Chutsky gave a small snort of laughter that had no humor in it. “Creative. Yeah. You could say that.” Chutsky swung his head slowly left, right, left. “I said it didn’t bother him to do that stuff-in El Salvador he got to like it. He’d sit in on the interrogation and ask personal questions. Then when he started to- He’d call the person by name, like he was a dentist or something, and say, ‘Let’s try number five,’ or number seven, whatever. Like there were all these different patterns.”

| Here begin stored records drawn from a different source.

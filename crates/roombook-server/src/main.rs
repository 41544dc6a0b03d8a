//! roombookd entry point.

use std::process::ExitCode;

use clap::Parser;
use tracing::{error, info};

use roombook_core::{TracingConfig, init_tracing};
use roombook_server::cli::Cli;
use roombook_server::{Server, ServerConfig, ServerResult, SignalHandler};

#[tokio::main]
async fn main() -> ExitCode {
    let cli = Cli::parse();

    let tracing = TracingConfig::server()
        .with_level(cli.log_level)
        .with_format(cli.log_format);
    if let Err(e) = init_tracing(tracing) {
        eprintln!("error: {e}");
        return ExitCode::FAILURE;
    }

    match run(cli).await {
        Ok(()) => ExitCode::SUCCESS,
        Err(e) => {
            error!(error = %e, "roombookd failed");
            eprintln!("error: {e}");
            ExitCode::FAILURE
        }
    }
}

async fn run(cli: Cli) -> ServerResult<()> {
    let path = cli.config.unwrap_or_else(ServerConfig::default_path);
    let mut config = ServerConfig::load_from(&path)?;
    if let Some(listen) = cli.listen {
        config.listen_addr = listen;
        config.validate()?;
    }
    info!(path = %path.display(), rooms = config.rooms.len(), "configuration loaded");

    let server = Server::from_config(config)?;
    if cli.check_config {
        println!("{}: ok", path.display());
        return Ok(());
    }

    let signals = SignalHandler::new();
    signals.spawn_listener();
    server.run(signals.shutdown_handle()).await
}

“What kind of patterns?” I asked. It seemed like a perfectly natural question, showing polite interest and keeping the conversation moving. But Chutsky swiveled around in his seat and looked at me as if I was something that might require a whole bottle of floor cleaner.
“This is funny to you,” he said.
“Not yet,” I said.
He stared at me for what seemed like an awfully long time; then he just shook his head and faced front again. “I don’t know what kind of pattern, buddy. Never asked. Sorry. Probably something to do with what he cut off first. Just something to keep himself amused. And he’d talk to them, call them by name, show them what he was doing.” Chutsky shuddered. “Somehow that made it worse. You should have seen what it did to the other side.”
“How about what it did to you?” Deborah demanded.